## Records contained in a dataset
________________

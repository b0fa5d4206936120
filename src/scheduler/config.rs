/*!
 * Scheduler Configuration
 *
 * Runtime configuration for the drain policy and starvation guard
 */

use crate::core::errors::{SchedulerError, SchedulerResult};
use crate::core::limits::{
    DEFAULT_MAX_IMMEDIATE_PER_TICK, DEFAULT_MAX_STARVATION_WINDOW, LOW_LATENCY_IMMEDIATE_PER_TICK,
    LOW_LATENCY_STARVATION_WINDOW, MAX_IMMEDIATE_PER_TICK_LIMIT, MAX_STARVATION_WINDOW_LIMIT,
    THROUGHPUT_IMMEDIATE_PER_TICK, THROUGHPUT_STARVATION_WINDOW,
};
use crate::core::serde::{duration_micros, is_none, optional_duration_micros};
use serde::{Deserialize, Serialize};
use std::time::Duration;
use tracing::warn;

/// Environment variable overriding `max_immediate_per_tick`
pub const ENV_MAX_IMMEDIATE_PER_TICK: &str = "SCHEDULER_MAX_IMMEDIATE_PER_TICK";
/// Environment variable setting `max_immediate_duration` in microseconds
pub const ENV_MAX_IMMEDIATE_DURATION_US: &str = "SCHEDULER_MAX_IMMEDIATE_DURATION_US";
/// Environment variable overriding `max_starvation_window` in milliseconds
pub const ENV_STARVATION_WINDOW_MS: &str = "SCHEDULER_STARVATION_WINDOW_MS";

/// Scheduler configuration
#[derive(Debug, Clone, PartialEq, Eq, Serialize, Deserialize)]
#[serde(rename_all = "snake_case", default)]
pub struct SchedulerConfig {
    /// Immediate tasks allowed per tick before the Deferred queue is checked
    pub max_immediate_per_tick: usize,
    /// Optional wall-clock cap on the Immediate phase of a tick
    #[serde(with = "optional_duration_micros", skip_serializing_if = "is_none")]
    pub max_immediate_duration: Option<Duration>,
    /// Longest a pending Deferred task may be held back by Immediate work
    #[serde(with = "duration_micros")]
    pub max_starvation_window: Duration,
}

impl Default for SchedulerConfig {
    fn default() -> Self {
        Self {
            max_immediate_per_tick: DEFAULT_MAX_IMMEDIATE_PER_TICK,
            max_immediate_duration: None,
            max_starvation_window: DEFAULT_MAX_STARVATION_WINDOW,
        }
    }
}

impl SchedulerConfig {
    /// Configuration optimized for Deferred latency (timers, I/O completions)
    pub const fn low_latency() -> Self {
        Self {
            max_immediate_per_tick: LOW_LATENCY_IMMEDIATE_PER_TICK,
            max_immediate_duration: Some(Duration::from_millis(1)),
            max_starvation_window: LOW_LATENCY_STARVATION_WINDOW,
        }
    }

    /// Configuration optimized for Immediate batch throughput
    pub const fn throughput() -> Self {
        Self {
            max_immediate_per_tick: THROUGHPUT_IMMEDIATE_PER_TICK,
            max_immediate_duration: None,
            max_starvation_window: THROUGHPUT_STARVATION_WINDOW,
        }
    }

    pub fn with_max_immediate_per_tick(mut self, max: usize) -> Self {
        self.max_immediate_per_tick = max;
        self
    }

    pub fn with_max_immediate_duration(mut self, max: Duration) -> Self {
        self.max_immediate_duration = Some(max);
        self
    }

    pub fn with_max_starvation_window(mut self, window: Duration) -> Self {
        self.max_starvation_window = window;
        self
    }

    /// Check bounds
    ///
    /// The starvation window cannot be zero or disabled: the guard is a
    /// guarantee, not an option.
    pub fn validate(&self) -> SchedulerResult<()> {
        if self.max_immediate_per_tick == 0 {
            return Err(SchedulerError::InvalidConfig(
                "max_immediate_per_tick must be at least 1".into(),
            ));
        }
        if self.max_immediate_per_tick > MAX_IMMEDIATE_PER_TICK_LIMIT {
            return Err(SchedulerError::InvalidConfig(format!(
                "max_immediate_per_tick {} exceeds limit {}",
                self.max_immediate_per_tick, MAX_IMMEDIATE_PER_TICK_LIMIT
            )));
        }
        if self.max_immediate_duration == Some(Duration::ZERO) {
            return Err(SchedulerError::InvalidConfig(
                "max_immediate_duration must be non-zero when set".into(),
            ));
        }
        if self.max_starvation_window.is_zero() {
            return Err(SchedulerError::InvalidConfig(
                "max_starvation_window must be non-zero".into(),
            ));
        }
        if self.max_starvation_window > MAX_STARVATION_WINDOW_LIMIT {
            return Err(SchedulerError::InvalidConfig(format!(
                "max_starvation_window {:?} exceeds limit {:?}",
                self.max_starvation_window, MAX_STARVATION_WINDOW_LIMIT
            )));
        }
        Ok(())
    }

    /// Defaults overlaid with `SCHEDULER_*` environment variables
    pub fn from_env() -> SchedulerResult<Self> {
        Self::default().overlay(|key| std::env::var(key).ok())
    }

    /// Overlay values from a key lookup (environment, or a map in tests)
    pub fn overlay<F>(mut self, lookup: F) -> SchedulerResult<Self>
    where
        F: Fn(&str) -> Option<String>,
    {
        if let Some(raw) = lookup(ENV_MAX_IMMEDIATE_PER_TICK) {
            let max = parse_number(ENV_MAX_IMMEDIATE_PER_TICK, &raw)?;
            self.max_immediate_per_tick = usize::try_from(max).map_err(|_| {
                SchedulerError::InvalidConfig(format!(
                    "{}={} does not fit in usize",
                    ENV_MAX_IMMEDIATE_PER_TICK, max
                ))
            })?;
        }
        if let Some(raw) = lookup(ENV_MAX_IMMEDIATE_DURATION_US) {
            let micros = parse_number(ENV_MAX_IMMEDIATE_DURATION_US, &raw)?;
            self.max_immediate_duration = (micros > 0).then(|| Duration::from_micros(micros));
        }
        if let Some(raw) = lookup(ENV_STARVATION_WINDOW_MS) {
            self.max_starvation_window =
                Duration::from_millis(parse_number(ENV_STARVATION_WINDOW_MS, &raw)?);
        }

        self.validate()?;
        Ok(self)
    }
}

fn parse_number(key: &str, raw: &str) -> SchedulerResult<u64> {
    raw.trim().parse::<u64>().map_err(|e| {
        warn!(key, value = raw, error = %e, "Rejecting scheduler setting");
        SchedulerError::InvalidConfig(format!("{}={:?}: {}", key, raw, e))
    })
}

________________

## WHAT YOU ARE ASKED TO DO
Please copy every line of the data that carries the string "validate".

## ANSWER FOR THE TASK
    pub fn validate(&self) -> SchedulerResult<()> {
        self.validate()?;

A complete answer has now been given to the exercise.